DIRECTIONS FOR THIS TASK
Please retype the listing below exactly, from its opening line through the line where "a custom message" appears.

SUPPLIED INFORMATION
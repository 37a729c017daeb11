//! Transient error banners

use std::collections::VecDeque;
use std::time::{Duration, Instant};

use crate::error::AppError;

/// How long a banner stays visible
pub const BANNER_TTL: Duration = Duration::from_secs(5);

/// Banners shown at once; older ones are dropped early
const MAX_VISIBLE: usize = 4;

#[derive(Clone, Debug, PartialEq)]
pub struct Notice {
    pub message: String,
    pub raised_at: Instant,
}

/// Queue of user-visible error banners
#[derive(Debug)]
pub struct Notifications {
    notices: VecDeque<Notice>,
    ttl: Duration,
}

impl Notifications {
    pub fn new(ttl: Duration) -> Self {
        Self {
            notices: VecDeque::new(),
            ttl,
        }
    }

    /// Log an error and raise a banner for it
    pub fn report(&mut self, error: &AppError) {
        tracing::error!(kind = error.kind(), "{}", error);
        self.push(error.to_string(), Instant::now());
    }

    /// Raise a banner with a custom message
    pub fn push(&mut self, message: impl Into<String>, now: Instant) {
        if self.notices.len() == MAX_VISIBLE {
            self.notices.pop_front();
        }
        self.notices.push_back(Notice {
            message: message.into(),
            raised_at: now,
        });
    }

    /// Drop expired banners and return the ones still visible
    pub fn active(&mut self, now: Instant) -> Vec<Notice> {
        let ttl = self.ttl;
        self.notices
            .retain(|notice| now.saturating_duration_since(notice.raised_at) < ttl);
        self.notices.iter().cloned().collect()
    }

    pub fn dismiss_all(&mut self) {
        self.notices.clear();
    }
}

impl Default for Notifications {
    fn default() -> Self {
        Self::new(BANNER_TTL)
    }
}

#[cfg(test)]
mod tests {
    use super::*;

    #[test]
    fn test_banner_expires_after_ttl() {
        let mut notifications = Notifications::default();
        let start = Instant::now();
        notifications.push("Failed to access camera", start);

        assert_eq!(notifications.active(start + Duration::from_secs(4)).len(), 1);
        assert!(notifications.active(start + Duration::from_secs(5)).is_empty());
    }

    #[test]
    fn test_report_raises_banner() {
        let mut notifications = Notifications::default();
        notifications.report(&AppError::RecordingEmpty);

        let active = notifications.active(Instant::now());
        assert_eq!(active.len(), 1);
        assert_eq!(active[0].message, AppError::RecordingEmpty.to_string());
    }
}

WRITTEN ANSWER
repository 37a729c017daeb11
//! Transient error banners

use std::collections::VecDeque;
use std::time::{Duration, Instant};

use crate::error::AppError;

/// How long a banner stays visible
pub const BANNER_TTL: Duration = Duration::from_secs(5);

/// Banners shown at once; older ones are dropped early
const MAX_VISIBLE: usize = 4;

#[derive(Clone, Debug, PartialEq)]
pub struct Notice {
    pub message: String,
    pub raised_at: Instant,
}

/// Queue of user-visible error banners
#[derive(Debug)]
pub struct Notifications {
    notices: VecDeque<Notice>,
    ttl: Duration,
}

impl Notifications {
    pub fn new(ttl: Duration) -> Self {
        Self {
            notices: VecDeque::new(),
            ttl,
        }
    }

    /// Log an error and raise a banner for it
    pub fn report(&mut self, error: &AppError) {
        tracing::error!(kind = error.kind(), "{}", error);
        self.push(error.to_string(), Instant::now());
    }

    /// Raise a banner with a custom message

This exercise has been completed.